Freddy Kempf’s performance of The Seasons, in comparison, is disappointing, sounding often wilful in a manner that suggests he does not quite ‘get’ these unpretentious pieces in the way Lang Lang does. Where Lang Lang’s sparkling account of ‘August’ reveals its kinship to Tchaikovsky’s symphonic scherzos, Kempf’s sounds lumbering and discursive. More often, Kempf impatiently hurries the music as if fearing to bore his listeners.

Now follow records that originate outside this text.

mod result_ext;

pub use result_ext::ResultExt;
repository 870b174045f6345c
pub mod application;
pub mod presentation;
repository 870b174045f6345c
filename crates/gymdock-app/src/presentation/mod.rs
pub mod bootstrap;
pub mod cli;
pub mod error;
pub mod state;
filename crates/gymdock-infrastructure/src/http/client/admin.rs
use async_trait::async_trait;
use chrono::NaiveDate;
use gymdock_domain::clock::DATE_KEY_FORMAT;
use gymdock_domain::gateway::{AdminOverview, AttendanceReports, TodayCheckIn};
use gymdock_domain::trend::{Granularity, TrendEvent};
use gymdock_domain::DomainError;

use super::error::to_domain_error;
use super::types::{
    into_today_check_ins, into_trend_events, OverviewPayload, RangeRowPayload, TodayRowPayload,
};
use super::HttpBackend;

#[async_trait]
impl AttendanceReports for HttpBackend {
    async fn check_in_range(
        &self,
        start: NaiveDate,
        end: NaiveDate,
        granularity: Granularity,
    ) -> Result<Vec<TrendEvent>, DomainError> {
        let mut url = self
            .endpoint(&["admin", "checkins", "range"])
            .map_err(|e| to_domain_error(e, DomainError::NotFound))?;
        url.query_pairs_mut()
            .append_pair("start_date", &start.format(DATE_KEY_FORMAT).to_string())
            .append_pair("end_date", &end.format(DATE_KEY_FORMAT).to_string())
            .append_pair("group_by", granularity.as_query_param());

        let rows: Vec<RangeRowPayload> = self
            .get_json("Check-in range", url)
            .await
            .map_err(|e| to_domain_error(e, DomainError::NotFound))?;

        Ok(into_trend_events(rows))
    }

    async fn overview(&self) -> Result<AdminOverview, DomainError> {
        let url = self
            .endpoint(&["admin", "checkins", "stats"])
            .map_err(|e| to_domain_error(e, DomainError::NotFound))?;

        let payload: OverviewPayload = self
            .get_json("Check-in overview", url)
            .await
            .map_err(|e| to_domain_error(e, DomainError::NotFound))?;

        Ok(payload.into())
    }

    async fn todays_check_ins(&self) -> Result<Vec<TodayCheckIn>, DomainError> {
        let url = self
            .endpoint(&["admin", "checkins", "today"])
            .map_err(|e| to_domain_error(e, DomainError::NotFound))?;

        let rows: Vec<TodayRowPayload> = self
            .get_json("Today's check-ins", url)
            .await
            .map_err(|e| to_domain_error(e, DomainError::NotFound))?;

        Ok(into_today_check_ins(rows))
    }
}
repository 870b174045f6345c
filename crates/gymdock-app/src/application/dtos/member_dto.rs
use gymdock_domain::member::{CheckInReceipt, MemberProfile};
use gymdock_domain::ZoneCalendar;
use serde::{Deserialize, Serialize};

/// Everything the member stats page shows.
#[derive(Debug, Clone, PartialEq, Eq, Serialize, Deserialize)]
pub struct MemberStatsDto {
    pub member_id: String,
    pub name: Option<String>,
    pub email: Option<String>,
    pub barcode: Option<String>,
    pub member_since: Option<String>, // YYYY-MM-DD, gym-local
    pub monthly_check_ins: u32,
    pub weekly_check_ins: u32,
    pub current_streak: u32,
    pub highest_streak: u32,
    pub weekly_goal: u32,
    pub goal_percent: u32,
    pub bar_fill_percent: u32,
    pub goal_met: bool,
}

#[derive(Debug, Clone, PartialEq, Eq, Serialize, Deserialize)]
pub struct MemberProfileDto {
    pub id: String,
    pub member_code: String,
    pub name: String,
    pub active: bool,
}

#[derive(Debug, Clone, PartialEq, Eq, Serialize, Deserialize)]
pub struct CheckInReceiptDto {
    pub checkin_id: String,
    pub member_id: String,
    pub local_time: String, // YYYY-MM-DD HH:MM:SS, gym-local
    pub message: String,
}

impl From<MemberProfile> for MemberProfileDto {
    fn from(profile: MemberProfile) -> Self {
        Self {
            id: profile.id.to_string(),
            member_code: profile.member_code,
            name: profile.name,
            active: profile.active,
        }
    }
}

impl CheckInReceiptDto {
    pub fn from_receipt(
        receipt: &CheckInReceipt,
        calendar: &ZoneCalendar,
        message: impl Into<String>,
    ) -> Self {
        Self {
            checkin_id: receipt.id.to_string(),
            member_id: receipt.member_id.to_string(),
            local_time: calendar
                .to_local(receipt.timestamp)
                .format("%Y-%m-%d %H:%M:%S")
                .to_string(),
            message: message.into(),
        }
    }
}
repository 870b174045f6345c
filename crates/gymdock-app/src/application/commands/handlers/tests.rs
use std::sync::Arc;

use crate::application::commands::command_handler::CommandHandler;
use crate::application::commands::handlers::*;
use crate::application::commands::*;
use crate::application::services::{FamilyCheckInService, SessionService};
use crate::application::test_support::*;
use gymdock_domain::attendance::WeeklyGoal;
use gymdock_domain::family::{FamilyCheckInState, StatusFailurePolicy};
use gymdock_domain::session::SessionContext;
use gymdock_domain::{DomainError, MemberId};

fn session_service(store: Arc<InMemorySessionStore>) -> Arc<SessionService> {
    Arc::new(SessionService::new(store, WeeklyGoal::default()))
}

fn alice_session() -> SessionContext {
    SessionContext::for_member(MemberId::parse(ALICE_ID).unwrap())
}

#[tokio::test]
async fn test_register_member_checks_in_and_remembers() {
    let backend = Arc::new(FakeBackend::new());
    let store = Arc::new(InMemorySessionStore::new());
    let handler = RegisterMemberCommandHandler::new(
        backend.clone(),
        session_service(store.clone()),
        calendar(),
    );

    let result = handler
        .handle(RegisterMemberCommand {
            member_code: " TAG-NEW ".to_string(),
            name: "Noa Park".to_string(),
        })
        .await
        .unwrap();

    assert_eq!(result.member.member_code, "TAG-NEW");
    assert_eq!(result.receipt.message, "Check-in successful! Welcome!");
    assert_eq!(result.receipt.member_id, result.member.id);
    assert_eq!(result.receipt.local_time, "2024-03-13 10:00:00");
    assert_eq!(backend.check_in_keys().await, vec!["TAG-NEW".to_string()]);

    let saved = store.stored().await.unwrap();
    assert_eq!(saved.member_id.unwrap().as_str(), result.member.id);
}

#[tokio::test]
async fn test_register_duplicate_code_fails() {
    let backend = Arc::new(FakeBackend::new());
    backend.add_member(ALICE_ID, "TAG-ALICE", "Alice Martin").await;
    let store = Arc::new(InMemorySessionStore::new());
    let handler = RegisterMemberCommandHandler::new(
        backend.clone(),
        session_service(store.clone()),
        calendar(),
    );

    let result = handler
        .handle(RegisterMemberCommand {
            member_code: "TAG-ALICE".to_string(),
            name: "Someone Else".to_string(),
        })
        .await;

    assert!(matches!(result, Err(DomainError::Validation(_))));
    assert!(backend.check_in_keys().await.is_empty());
    assert!(store.stored().await.is_none());
}

#[tokio::test]
async fn test_register_with_empty_name_fails() {
    let backend = Arc::new(FakeBackend::new());
    let store = Arc::new(InMemorySessionStore::new());
    let handler = RegisterMemberCommandHandler::new(backend, session_service(store), calendar());

    let result = handler
        .handle(RegisterMemberCommand {
            member_code: "TAG-1".to_string(),
            name: "   ".to_string(),
        })
        .await;

    assert!(result.is_err());
}

#[tokio::test]
async fn test_check_in_with_explicit_code() {
    let backend = Arc::new(FakeBackend::new());
    backend.add_member(ALICE_ID, "TAG-ALICE", "Alice Martin").await;
    let store = Arc::new(InMemorySessionStore::new());
    let handler =
        CheckInMemberCommandHandler::new(backend.clone(), session_service(store), calendar());

    let result = handler
        .handle(CheckInMemberCommand {
            member_key: Some("TAG-ALICE".to_string()),
        })
        .await
        .unwrap();

    assert_eq!(result.receipt.member_id, ALICE_ID);
    assert_eq!(result.receipt.message, "Check-in successful! Welcome back.");
}

#[tokio::test]
async fn test_check_in_falls_back_to_session() {
    let backend = Arc::new(FakeBackend::new());
    backend.add_member(ALICE_ID, "TAG-ALICE", "Alice Martin").await;
    let store = Arc::new(InMemorySessionStore::with(alice_session()));
    let handler =
        CheckInMemberCommandHandler::new(backend.clone(), session_service(store), calendar());

    handler.handle(CheckInMemberCommand::default()).await.unwrap();

    assert_eq!(backend.check_in_keys().await, vec![ALICE_ID.to_string()]);
}

#[tokio::test]
async fn test_check_in_without_session_fails() {
    let backend = Arc::new(FakeBackend::new());
    let store = Arc::new(InMemorySessionStore::new());
    let handler = CheckInMemberCommandHandler::new(backend, session_service(store), calendar());

    let result = handler
        .handle(CheckInMemberCommand {
            member_key: Some("   ".to_string()),
        })
        .await;

    assert!(matches!(result, Err(DomainError::MissingSession(_))));
}

#[tokio::test]
async fn test_check_in_for_deleted_session_member_clears_session() {
    let backend = Arc::new(FakeBackend::new());
    let store = Arc::new(InMemorySessionStore::with(alice_session()));
    let handler =
        CheckInMemberCommandHandler::new(backend, session_service(store.clone()), calendar());

    let result = handler.handle(CheckInMemberCommand::default()).await;

    assert!(matches!(result, Err(DomainError::MemberNotFound(_))));
    assert!(store.stored().await.unwrap().member_id.is_none());
}

#[tokio::test]
async fn test_unknown_explicit_key_keeps_session() {
    let backend = Arc::new(FakeBackend::new());
    let store = Arc::new(InMemorySessionStore::with(alice_session()));
    let handler =
        CheckInMemberCommandHandler::new(backend, session_service(store.clone()), calendar());

    let result = handler
        .handle(CheckInMemberCommand {
            member_key: Some("TAG-UNKNOWN".to_string()),
        })
        .await;

    assert!(result.is_err());
    assert!(store.stored().await.unwrap().member_id.is_some());
}

#[tokio::test]
async fn test_update_member_syncs_session_email() {
    let backend = Arc::new(FakeBackend::new());
    backend.add_member(ALICE_ID, "TAG-ALICE", "Alice Martin").await;
    let store = Arc::new(InMemorySessionStore::with(alice_session()));
    let handler = UpdateMemberCommandHandler::new(backend.clone(), session_service(store.clone()));

    let result = handler
        .handle(UpdateMemberCommand {
            member_id: ALICE_ID.to_string(),
            name: "Alice M. Martin".to_string(),
            email: "alice@example.com".to_string(),
        })
        .await
        .unwrap();

    assert!(result.success);
    assert_eq!(
        backend.member_email(ALICE_ID).await.as_deref(),
        Some("alice@example.com")
    );
    assert_eq!(
        store.stored().await.unwrap().member_email.as_deref(),
        Some("alice@example.com")
    );
}

#[tokio::test]
async fn test_update_member_rejects_bad_input() {
    let backend = Arc::new(FakeBackend::new());
    backend.add_member(ALICE_ID, "TAG-ALICE", "Alice Martin").await;
    let store = Arc::new(InMemorySessionStore::new());
    let handler = UpdateMemberCommandHandler::new(backend.clone(), session_service(store));

    let bad_id = handler
        .handle(UpdateMemberCommand {
            member_id: "12345".to_string(),
            name: "Alice".to_string(),
            email: "alice@example.com".to_string(),
        })
        .await;
    assert!(matches!(bad_id, Err(DomainError::InvalidInput(_))));

    let bad_email = handler
        .handle(UpdateMemberCommand {
            member_id: ALICE_ID.to_string(),
            name: "Alice".to_string(),
            email: "not-an-email".to_string(),
        })
        .await;
    assert!(bad_email.is_err());
    assert!(backend.member_email(ALICE_ID).await.is_none());
}

#[tokio::test]
async fn test_family_check_in_uses_session_email() {
    let backend = Arc::new(FakeBackend::new());
    backend
        .add_family(roster("smith@example.com", &["Dana", "Eli"]), &["Dana", "Eli"])
        .await;
    let mut session = alice_session();
    session.member_email = Some("smith@example.com".to_string());
    let store = Arc::new(InMemorySessionStore::with(session));
    let service = Arc::new(FamilyCheckInService::new(
        backend.clone(),
        clock(),
        calendar(),
        StatusFailurePolicy::default(),
    ));
    let handler = FamilyCheckInCommandHandler::new(service, session_service(store));

    let result = handler
        .handle(FamilyCheckInCommand {
            email: None,
            member_names: vec!["Dana".to_string(), "Eli".to_string()],
        })
        .await
        .unwrap();

    assert_eq!(result.outcome.status.state, FamilyCheckInState::Complete);
    assert_eq!(backend.family_submissions().await.len(), 1);
}

#[tokio::test]
async fn test_family_check_in_for_missing_family_clears_session() {
    let backend = Arc::new(FakeBackend::new());
    let mut session = alice_session();
    session.member_email = Some("gone@example.com".to_string());
    let store = Arc::new(InMemorySessionStore::with(session));
    let service = Arc::new(FamilyCheckInService::new(
        backend,
        clock(),
        calendar(),
        StatusFailurePolicy::default(),
    ));
    let handler = FamilyCheckInCommandHandler::new(service, session_service(store.clone()));

    let result = handler
        .handle(FamilyCheckInCommand {
            email: None,
            member_names: vec!["Dana".to_string()],
        })
        .await;

    assert!(matches!(result, Err(DomainError::FamilyNotFound(_))));
    assert!(store.stored().await.unwrap().member_email.is_none());
}
use async_trait::async_trait;
use log::info;
use std::sync::Arc;

use crate::application::commands::command_handler::CommandHandler;
use crate::application::commands::family_commands::*;
use crate::application::services::{FamilyCheckInService, SessionService};
use gymdock_domain::DomainError;

/// Family check-in command handler
pub struct FamilyCheckInCommandHandler {
    family_check_in: Arc<FamilyCheckInService>,
    session: Arc<SessionService>,
}

impl FamilyCheckInCommandHandler {
    pub fn new(family_check_in: Arc<FamilyCheckInService>, session: Arc<SessionService>) -> Self {
        Self {
            family_check_in,
            session,
        }
    }
}

#[async_trait]
impl CommandHandler<FamilyCheckInCommand> for FamilyCheckInCommandHandler {
    type Result = FamilyCheckInResult;

    async fn handle(&self, cmd: FamilyCheckInCommand) -> Result<Self::Result, DomainError> {
        let (email, from_session) = match cmd.email.filter(|email| !email.trim().is_empty()) {
            Some(email) => (email, false),
            None => {
                let session = self.session.current().await?;
                (session.require_email()?.to_string(), true)
            }
        };

        info!(
            "[family] check-in email={} selected={}",
            email,
            cmd.member_names.len()
        );

        let outcome = match self.family_check_in.submit(&email, &cmd.member_names).await {
            Ok(outcome) => outcome,
            Err(e) => {
                if from_session {
                    self.session.forget_if_missing(&e).await?;
                }
                return Err(e);
            }
        };

        info!(
            "[family] checked in email={} names={:?} pending={}",
            outcome.status.email,
            outcome.checked_in,
            outcome.status.pending.len()
        );

        Ok(FamilyCheckInResult { outcome })
    }
}
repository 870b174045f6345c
use std::sync::Arc;

use log::info;

use crate::application::dtos::TrendDto;
use gymdock_domain::clock::DATE_KEY_FORMAT;
use gymdock_domain::gateway::AttendanceReports;
use gymdock_domain::trend::{bucket_range, DateRange, Granularity};
use gymdock_domain::{DomainError, ZoneCalendar};

pub struct TrendQueries {
    reports: Arc<dyn AttendanceReports>,
    calendar: ZoneCalendar,
}

impl TrendQueries {
    pub fn new(reports: Arc<dyn AttendanceReports>, calendar: ZoneCalendar) -> Self {
        Self { reports, calendar }
    }

    /// Zero-filled check-in series over `range`.
    pub async fn get_trend(
        &self,
        range: DateRange,
        granularity: Granularity,
    ) -> Result<TrendDto, DomainError> {
        let events = self
            .reports
            .check_in_range(range.start(), range.end(), granularity)
            .await?;

        let buckets = bucket_range(
            range.start(),
            range.end(),
            granularity,
            &events,
            &self.calendar,
        );
        let total = buckets.iter().map(|bucket| bucket.count).sum();

        info!(
            "[trend] get_trend start={} end={} granularity={} buckets={} total={}",
            range.start(),
            range.end(),
            granularity,
            buckets.len(),
            total
        );

        Ok(TrendDto {
            start_date: range.start().format(DATE_KEY_FORMAT).to_string(),
            end_date: range.end().format(DATE_KEY_FORMAT).to_string(),
            granularity,
            buckets,
            total,
        })
    }
}
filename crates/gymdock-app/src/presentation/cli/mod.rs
mod render;

use std::path::PathBuf;

use clap::{Args, Parser, Subcommand};
use log::info;
use serde::Serialize;

use crate::application::commands::*;
use crate::presentation::error::CommandError;
use crate::presentation::state::AppState;
use gymdock_domain::attendance::WeeklyGoal;
use gymdock_domain::clock::parse_date_key;
use gymdock_domain::trend::{DateRange, Granularity};
use gymdock_domain::{DomainError, MemberId};

#[derive(Debug, Parser)]
#[command(name = "gymdock", version, about = "Gym check-in kiosk")]
pub struct Cli {
    /// Path to config.toml (defaults to the user config directory)
    #[arg(long, global = true, env = "GYMDOCK_CONFIG")]
    pub config: Option<PathBuf>,

    /// Print results as JSON
    #[arg(long, global = true)]
    pub json: bool,

    #[command(subcommand)]
    pub command: KioskCommand,
}

#[derive(Debug, Subcommand)]
pub enum KioskCommand {
    /// Show a member's weekly, monthly and streak stats
    Stats {
        /// Member id; defaults to the member remembered by the kiosk
        #[arg(long)]
        member_id: Option<String>,
    },
    /// Check in by tag code or member id
    Checkin {
        /// Tag code or member id; defaults to the remembered member
        key: Option<String>,
    },
    /// Register a new member and check them in
    Register {
        #[arg(long)]
        code: String,
        #[arg(long)]
        name: String,
    },
    /// Edit a member's name and email
    Update {
        #[arg(long)]
        member_id: String,
        #[arg(long)]
        name: String,
        #[arg(long)]
        email: String,
    },
    /// Family roster and check-in
    #[command(subcommand)]
    Family(FamilyCommand),
    /// Check-in trend over a date range
    Trend(TrendArgs),
    /// Headline counts for the admin dashboard
    Overview,
    /// Poll today's check-ins until interrupted
    Watch,
    /// Inspect or reset the remembered identity
    #[command(subcommand)]
    Session(SessionCommand),
}

#[derive(Debug, Subcommand)]
pub enum FamilyCommand {
    /// Who in the family still has to check in today
    Status {
        #[arg(long)]
        email: Option<String>,
    },
    /// Check in the named family members
    Checkin {
        #[arg(long)]
        email: Option<String>,
        #[arg(required = true)]
        names: Vec<String>,
    },
    /// List every member on the family account
    Roster {
        #[arg(long)]
        email: Option<String>,
    },
}

#[derive(Debug, Args)]
pub struct TrendArgs {
    /// First day, YYYY-MM-DD
    #[arg(long, requires = "end")]
    pub start: Option<String>,
    /// Last day, YYYY-MM-DD
    #[arg(long, requires = "start")]
    pub end: Option<String>,
    /// Number of days ending today; ignored when a range is given
    #[arg(long, conflicts_with_all = ["start", "end"])]
    pub days: Option<u32>,
    #[arg(long, default_value = "day")]
    pub granularity: String,
}

#[derive(Debug, Subcommand)]
pub enum SessionCommand {
    Show,
    Clear,
    /// Set the weekly check-in goal (1-7)
    Goal { value: u32 },
}

fn print_json<T: Serialize>(value: &T) -> Result<(), CommandError> {
    println!("{}", serde_json::to_string_pretty(value)?);
    Ok(())
}

/// Execute one CLI command against a fully built state.
pub async fn run(state: &AppState, command: KioskCommand, json: bool) -> Result<(), CommandError> {
    match command {
        KioskCommand::Stats { member_id } => stats(state, member_id, json).await,
        KioskCommand::Checkin { key } => {
            let result = state
                .command_handlers
                .check_in_member
                .handle(CheckInMemberCommand { member_key: key })
                .await?;
            if json {
                print_json(&result.receipt)
            } else {
                render::receipt(&result.receipt);
                Ok(())
            }
        }
        KioskCommand::Register { code, name } => {
            let result = state
                .command_handlers
                .register_member
                .handle(RegisterMemberCommand {
                    member_code: code,
                    name,
                })
                .await?;
            if json {
                print_json(&serde_json::json!({
                    "member": result.member,
                    "receipt": result.receipt,
                }))
            } else {
                render::registered(&result.member, &result.receipt);
                Ok(())
            }
        }
        KioskCommand::Update {
            member_id,
            name,
            email,
        } => {
            let result = state
                .command_handlers
                .update_member
                .handle(UpdateMemberCommand {
                    member_id,
                    name,
                    email,
                })
                .await?;
            if json {
                print_json(&serde_json::json!({ "success": result.success }))
            } else {
                println!("Profile updated.");
                Ok(())
            }
        }
        KioskCommand::Family(family) => run_family(state, family, json).await,
        KioskCommand::Trend(args) => trend(state, args, json).await,
        KioskCommand::Overview => {
            let overview = state.queries.admin.get_overview().await?;
            if json {
                print_json(&overview)
            } else {
                render::overview(&overview);
                Ok(())
            }
        }
        KioskCommand::Watch => watch(state, json).await,
        KioskCommand::Session(session) => run_session(state, session, json).await,
    }
}

async fn stats(
    state: &AppState,
    member_id: Option<String>,
    json: bool,
) -> Result<(), CommandError> {
    let session = state.services.session.current().await?;

    let result = match member_id {
        Some(raw) => {
            let id = MemberId::parse(&raw)?;
            state
                .queries
                .member_stats
                .get_member_stats(&id, session.weekly_goal)
                .await
        }
        None => {
            let result = state.queries.member_stats.get_session_stats(&session).await;
            if let Err(e) = &result {
                state.services.session.forget_if_missing(e).await?;
            }
            result
        }
    };
    let dto = result?;

    if json {
        print_json(&dto)
    } else {
        render::stats(&dto);
        Ok(())
    }
}

/// Resolve the family email from the flag or the session. The flag wins.
async fn family_email(
    state: &AppState,
    email: Option<String>,
) -> Result<(String, bool), CommandError> {
    if let Some(email) = email.filter(|e| !e.trim().is_empty()) {
        return Ok((email.trim().to_string(), false));
    }
    let session = state.services.session.current().await?;
    Ok((session.require_email()?.to_string(), true))
}

async fn run_family(
    state: &AppState,
    command: FamilyCommand,
    json: bool,
) -> Result<(), CommandError> {
    match command {
        FamilyCommand::Status { email } => {
            let (email, from_session) = family_email(state, email).await?;
            let roster = match state.queries.family.get_roster(&email).await {
                Ok(roster) => roster,
                Err(e) => {
                    if from_session {
                        state.services.session.forget_if_missing(&e).await?;
                    }
                    return Err(e.into());
                }
            };
            state.services.session.remember_roster(&roster).await?;

            let status = state.services.family_check_in.refresh(&email).await?;
            if json {
                print_json(&status)
            } else {
                render::family_status(&status);
                Ok(())
            }
        }
        FamilyCommand::Checkin { email, names } => {
            let result = state
                .command_handlers
                .family_check_in
                .handle(FamilyCheckInCommand {
                    email,
                    member_names: names,
                })
                .await?;
            if json {
                print_json(&result.outcome)
            } else {
                render::family_outcome(&result.outcome);
                Ok(())
            }
        }
        FamilyCommand::Roster { email } => {
            let (email, _) = family_email(state, email).await?;
            let roster = state.queries.family.get_roster_dto(&email).await?;
            if json {
                print_json(&roster)
            } else {
                render::family_roster(&roster);
                Ok(())
            }
        }
    }
}

fn trend_range(state: &AppState, args: &TrendArgs) -> Result<DateRange, DomainError> {
    match (&args.start, &args.end) {
        (Some(start), Some(end)) => {
            let start = parse_date_key(start).ok_or_else(|| {
                DomainError::InvalidInput(format!("Invalid start date: {}", start))
            })?;
            let end = parse_date_key(end).ok_or_else(|| {
                DomainError::InvalidInput(format!("Invalid end date: {}", end))
            })?;
            DateRange::new(start, end)
        }
        _ => state
            .queries
            .admin
            .default_range(args.days.unwrap_or(state.config.admin.trend_days)),
    }
}

async fn trend(state: &AppState, args: TrendArgs, json: bool) -> Result<(), CommandError> {
    let granularity: Granularity = args.granularity.parse()?;
    let range = trend_range(state, &args)?;

    let Some(dto) = state.services.trend_view.select(range, granularity).await? else {
        return Ok(());
    };

    if json {
        print_json(&dto)
    } else {
        render::trend(&dto);
        Ok(())
    }
}

async fn watch(state: &AppState, json: bool) -> Result<(), CommandError> {
    let poller = &state.services.today_poller;
    let mut updates = poller.subscribe();

    // First frame right away; a failure here is reported, later ones are not
    let first = poller.poll_once().await?;
    render_snapshot(&first, json)?;

    poller.start().await;
    info!(
        "[poll] watching today's check-ins interval_ms={}",
        poller.interval().as_millis()
    );

    loop {
        tokio::select! {
            changed = updates.changed() => {
                if changed.is_err() {
                    break;
                }
                let snapshot = updates.borrow_and_update().clone();
                if let Some(snapshot) = snapshot {
                    render_snapshot(&snapshot, json)?;
                }
            }
            _ = tokio::signal::ctrl_c() => {
                break;
            }
        }
    }

    poller.stop().await;
    Ok(())
}

fn render_snapshot(
    snapshot: &crate::application::dtos::TodaySnapshotDto,
    json: bool,
) -> Result<(), CommandError> {
    if json {
        println!("{}", serde_json::to_string(snapshot)?);
        Ok(())
    } else {
        render::today(snapshot);
        Ok(())
    }
}

async fn run_session(
    state: &AppState,
    command: SessionCommand,
    json: bool,
) -> Result<(), CommandError> {
    match command {
        SessionCommand::Show => {
            let session = state.services.session.current().await?;
            if json {
                print_json(&session)
            } else {
                render::session(&session);
                Ok(())
            }
        }
        SessionCommand::Clear => {
            state.services.session.clear().await?;
            if !json {
                println!("Session cleared.");
            }
            Ok(())
        }
        SessionCommand::Goal { value } => {
            if !(WeeklyGoal::MIN..=WeeklyGoal::MAX).contains(&value) {
                return Err(CommandError::validation(format!(
                    "Goal must be between {} and {}",
                    WeeklyGoal::MIN,
                    WeeklyGoal::MAX
                )));
            }
            let session = state.services.session.set_goal(WeeklyGoal::new(value)).await?;
            if json {
                print_json(&session)
            } else {
                println!("Weekly goal set to {}.", session.weekly_goal.value());
                Ok(())
            }
        }
    }
}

For some reason Tchaikovsky’s Grand Sonata has become almost a standard coupling with The Seasons. Kempf plays its pompous opening with a rather jolting sense of its rhythm, and his many mannerisms in phrasing breaks one’s appreciation of larger paragraphs, narrowing one’s focus to the commonplace quality of the Sonata’s individual ideas. Of recent alternative recordings, Joseph Moog (on Onyx) is perhaps most eloquent, driving the music in every sense with conviction and using dynamic contrasts to give its narrative a convincing ebb and flow.